Aku masih ingat masa-masa ketika Allah memberiku kabar gembira ini dibalik sebuah layar telepon genggam. Jauh dari kampung halaman. Dengan ke-Maha Kuasaan-Nya, Ia mengizinkan namaku tersemat di antara nama-nama dokter muda yang lulus ujian kompetesi. Ketika itu, waktu terasa berhenti sejenak. Bahagia, haru, semuanya bercampur aduk di dalam hati. Terlebih ketika mengabarkannya untuk ibuku di rumah. Ibuku menangis sujud syukur seketika.

Ya Allah. Izinkanlah aku mengatur setiap bait kesyukuran atas segala rahmat yang Engkau berikan. Seperti sejak hari itu.

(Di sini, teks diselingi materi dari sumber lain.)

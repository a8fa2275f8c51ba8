/// Baked in at build time, e.g. `HOUSE_POINTS_DATA_URL=https://... trunk build`.
const DATA_URL: Option<&str> = option_env!("HOUSE_POINTS_DATA_URL");
const ACCESS_CODE: Option<&str> = option_env!("HOUSE_POINTS_ACCESS_CODE");

pub const DATA_URL_VAR: &str = "HOUSE_POINTS_DATA_URL";
pub const ACCESS_CODE_VAR: &str = "HOUSE_POINTS_ACCESS_CODE";

/// LocalStorage key for the "access granted" flag.
pub const ACCESS_FLAG_KEY: &str = "house_points_access_ok";

/// Relative-age labels are refreshed on this interval.
pub const AGE_REFRESH_MS: u32 = 30_000;

pub fn data_url() -> Option<&'static str> {
    non_blank(DATA_URL)
}

pub fn access_code() -> Option<&'static str> {
    non_blank(ACCESS_CODE)
}

fn non_blank(value: Option<&'static str>) -> Option<&'static str> {
    value.map(str::trim).filter(|value| !value.is_empty())
}
/// Background and text color for one visual role.
#[derive(Debug, Clone, Copy, PartialEq, Eq)]
pub struct Swatch {
    pub background: &'static str,
    pub color: &'static str,
}

impl Swatch {
    /// Inline CSS declarations for this swatch.
    pub fn css(&self) -> String {
        format!("background: {}; color: {};", self.background, self.color)
    }
}

/// A named bundle of the four colored roles on a card.
#[derive(Debug, Clone, Copy, PartialEq, Eq)]
pub struct ColorTheme {
    pub name: &'static str,
    /// CSS `background` value for the card body.
    pub card: &'static str,
    pub avatar: Swatch,
    pub pill: Swatch,
    pub badge: Swatch,
}

const STONE_900: &str = "#1c1917";
const WHITE: &str = "#ffffff";
/// A brand color: hex for static themes, RGB for alpha blends in inline styles.
#[derive(Debug, Clone, Copy, PartialEq, Eq)]
pub struct BrandColor {
    pub hex: &'static str,
    pub rgb: (u8, u8, u8),
}

pub const BRAND_PURPLE: BrandColor = BrandColor {
    hex: "#6a498e",
    rgb: (106, 73, 142),
};
pub const BRAND_GOLD: BrandColor = BrandColor {
    hex: "#f4bd1d",
    rgb: (244, 189, 29),
};

const fn swatch(background: &'static str, color: &'static str) -> Swatch {
    Swatch { background, color }
}

/// Theme for a Tailwind-like palette: pale card, dark avatar and badge, light pill.
const fn palette(
    name: &'static str,
    card: &'static str,
    dark: &'static str,
    light_text: &'static str,
    pill: &'static str,
) -> ColorTheme {
    ColorTheme {
        name,
        card,
        avatar: swatch(dark, light_text),
        pill: swatch(pill, STONE_900),
        badge: swatch(dark, light_text),
    }
}

static PURPLE: ColorTheme = ColorTheme {
    name: "purple",
    card: "linear-gradient(135deg, rgba(106,73,142,0.12), rgba(106,73,142,0.08), rgba(255,255,255,0.4))",
    avatar: swatch(BRAND_PURPLE.hex, WHITE),
    pill: swatch(BRAND_PURPLE.hex, WHITE),
    badge: swatch(BRAND_PURPLE.hex, WHITE),
};

static GOLD: ColorTheme = ColorTheme {
    name: "gold",
    card: "linear-gradient(135deg, rgba(244,189,29,0.18), rgba(244,189,29,0.10), rgba(255,255,255,0.4))",
    avatar: swatch(BRAND_GOLD.hex, STONE_900),
    pill: swatch(BRAND_GOLD.hex, STONE_900),
    badge: swatch(BRAND_GOLD.hex, STONE_900),
};

static ALPHA: ColorTheme = palette(
    "alpha",
    "linear-gradient(135deg, rgba(255,247,237,0.7), rgba(255,247,237,0.6), rgba(255,255,255,0.3))",
    "#7c2d12",
    "#ffedd5",
    "rgba(254,215,170,0.6)",
);

static GAMMA: ColorTheme = palette(
    "gamma",
    "linear-gradient(135deg, rgba(240,253,250,0.7), rgba(240,253,250,0.6), rgba(255,255,255,0.3))",
    "#134e4a",
    "#ccfbf1",
    "rgba(153,246,228,0.6)",
);

static DELTA: ColorTheme = palette(
    "delta",
    "linear-gradient(135deg, rgba(249,250,251,0.7), rgba(249,250,251,0.6), rgba(255,255,255,0.3))",
    "#111827",
    "#f3f4f6",
    "rgba(229,231,235,0.6)",
);

static EPSILON: ColorTheme = palette(
    "epsilon",
    "linear-gradient(135deg, rgba(255,251,235,0.7), rgba(255,251,235,0.6), rgba(255,255,255,0.3))",
    "#78350f",
    "#fef3c7",
    "rgba(253,230,138,0.6)",
);

static ZETA: ColorTheme = palette(
    "zeta",
    "linear-gradient(135deg, rgba(255,241,242,0.7), rgba(255,241,242,0.6), rgba(255,255,255,0.3))",
    "#881337",
    "#ffe4e6",
    "rgba(254,205,211,0.6)",
);

static ETA: ColorTheme = palette(
    "eta",
    "linear-gradient(135deg, rgba(239,246,255,0.7), rgba(239,246,255,0.6), rgba(255,255,255,0.3))",
    "#1e3a8a",
    "#dbeafe",
    "rgba(191,219,254,0.6)",
);

static THETA: ColorTheme = palette(
    "theta",
    "linear-gradient(135deg, rgba(240,253,244,0.7), rgba(240,253,244,0.6), rgba(255,255,255,0.3))",
    "#14532d",
    "#dcfce7",
    "rgba(187,247,208,0.6)",
);

static IOTA: ColorTheme = palette(
    "iota",
    "linear-gradient(135deg, rgba(253,242,248,0.7), rgba(253,242,248,0.6), rgba(255,255,255,0.3))",
    "#831843",
    "#fce7f3",
    "rgba(251,207,232,0.6)",
);

pub static DEFAULT_THEME: ColorTheme = ColorTheme {
    name: "default",
    card: "linear-gradient(135deg, rgba(250,250,249,0.7), rgba(250,250,249,0.6), rgba(255,255,255,0.3))",
    avatar: swatch(BRAND_PURPLE.hex, WHITE),
    pill: swatch(BRAND_GOLD.hex, STONE_900),
    badge: swatch(BRAND_PURPLE.hex, WHITE),
};

static PODIUM_FIRST: ColorTheme = ColorTheme {
    name: "podium-1",
    card: "linear-gradient(135deg, rgba(255,251,235,0.8), rgba(254,252,232,0.7), rgba(255,255,255,0.4))",
    avatar: swatch("#f59e0b", "#fffbeb"),
    pill: swatch("rgba(253,230,138,0.7)", STONE_900),
    badge: swatch("#d97706", "#fffbeb"),
};

static PODIUM_SECOND: ColorTheme = ColorTheme {
    name: "podium-2",
    card: "linear-gradient(135deg, rgba(250,250,250,0.8), rgba(249,250,251,0.7), rgba(255,255,255,0.5))",
    avatar: swatch("#71717a", "#fafafa"),
    pill: swatch("#d4d4d8", STONE_900),
    badge: swatch("#52525b", WHITE),
};

static PODIUM_THIRD: ColorTheme = ColorTheme {
    name: "podium-3",
    card: "linear-gradient(135deg, rgba(255,251,235,0.8), rgba(255,247,237,0.7), rgba(255,255,255,0.5))",
    avatar: swatch("#b45309", "#fffbeb"),
    pill: swatch("#fcd34d", STONE_900),
    badge: swatch("#b45309", "#fffbeb"),
};

/// Category tags with a registered theme. Anything else uses [`DEFAULT_THEME`].
#[derive(Debug, Clone, Copy, PartialEq, Eq, Hash)]
pub enum Category {
    Purple,
    Gold,
    Alpha,
    Gamma,
    Delta,
    Epsilon,
    Zeta,
    Eta,
    Theta,
    Iota,
}

impl Category {
    pub const ALL: [Category; 10] = [
        Self::Purple,
        Self::Gold,
        Self::Alpha,
        Self::Gamma,
        Self::Delta,
        Self::Epsilon,
        Self::Zeta,
        Self::Eta,
        Self::Theta,
        Self::Iota,
    ];

    pub fn key(self) -> &'static str {
        self.theme().name
    }

    pub fn from_key(key: &str) -> Option<Self> {
        let key = key.trim().to_lowercase();
        Self::ALL.into_iter().find(|category| category.key() == key)
    }

    pub fn theme(self) -> &'static ColorTheme {
        match self {
            Self::Purple => &PURPLE,
            Self::Gold => &GOLD,
            Self::Alpha => &ALPHA,
            Self::Gamma => &GAMMA,
            Self::Delta => &DELTA,
            Self::Epsilon => &EPSILON,
            Self::Zeta => &ZETA,
            Self::Eta => &ETA,
            Self::Theta => &THETA,
            Self::Iota => &IOTA,
        }
    }
}

/// Top-three finish, overriding the category theme.
#[derive(Debug, Clone, Copy, PartialEq, Eq, Hash)]
pub enum Podium {
    First,
    Second,
    Third,
}

impl Podium {
    pub fn from_rank(rank: u32) -> Option<Self> {
        match rank {
            1 => Some(Self::First),
            2 => Some(Self::Second),
            3 => Some(Self::Third),
            _ => None,
        }
    }

    pub fn rank(self) -> u32 {
        match self {
            Self::First => 1,
            Self::Second => 2,
            Self::Third => 3,
        }
    }

    pub fn medal(self) -> &'static str {
        match self {
            Self::First => "\u{1F947}",
            Self::Second => "\u{1F948}",
            Self::Third => "\u{1F949}",
        }
    }

    pub fn theme(self) -> &'static ColorTheme {
        match self {
            Self::First => &PODIUM_FIRST,
            Self::Second => &PODIUM_SECOND,
            Self::Third => &PODIUM_THIRD,
        }
    }
}

/// Theme for a card: a podium rank wins outright, then the category key,
/// then the default.
pub fn resolve_theme(category_key: &str, podium_rank: Option<u32>) -> &'static ColorTheme {
    if let Some(podium) = podium_rank.and_then(Podium::from_rank) {
        return podium.theme();
    }
    Category::from_key(category_key)
        .map(Category::theme)
        .unwrap_or(&DEFAULT_THEME)
}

Aku, yang waktu itu hanyalah seorang anak kampung yang bermimpi menjadi dokter. Ibu dan ayahku yang kedua-duanya berasal dari keluarga miskin dan terbelakang, dengan mimpi-mimpi besar merekalah yang membuatku belajar akan arti kehidupan.

Ibu, sejak dari kecil hidup di sebuah kampung, seorang anak sulung yang menjadi kakak untuk kedua adiknya, dari dulu memang tidak pernah kenal dengan kata lelah dan menyerah. Meski hanya anak seorang tukang bangunan yang penghasilannya tidak menetap dan seorang ibu rumah tangga yang tiada berpunya, tidak membuatnya berhenti bermimpi dan menggapai cita-cita. Bahkan kehidupan terperih pun pernah dijalaninya ketika tiada lagi uang untuk pembeli beras untuk sekedar penyambung perut dikala lapar. Tapi ia tak mengenal putus asa. Ia belajar dengan tekun setiap malam hingga meraih juara hingga menjadi murid teladan se-Sumatera Barat, ia bekerja paruh waktu setiap hari guna menambah biaya hidup untuk keluarganya, ia yang tak pernah kenal dengan kehidupan mewah seumur hidupnya hingga hari ini, begitu sederhana. Bahkan tawaran belajar ke Kanada dan menjadi mahasiswa undangan di ITB Bandung pada tahun 80-an itu pun harus kandas karena Bapaknya tak punya biaya. Ia pun harus mengubur impiannya menjadi dokter ketika sang Bapak pun tidak merelakannya karena ketiadaan dana. Akhirnya jadilah ia seorang guru hingga hari ini. Hidup sederhana dengan gaji bulanan yang ia terima dari pemerintah sebagai pegawai negeri, dan membesarkan anaknya dengan cinta sepenuh hati dan cerita-ceritanya yang penuh inspirasi.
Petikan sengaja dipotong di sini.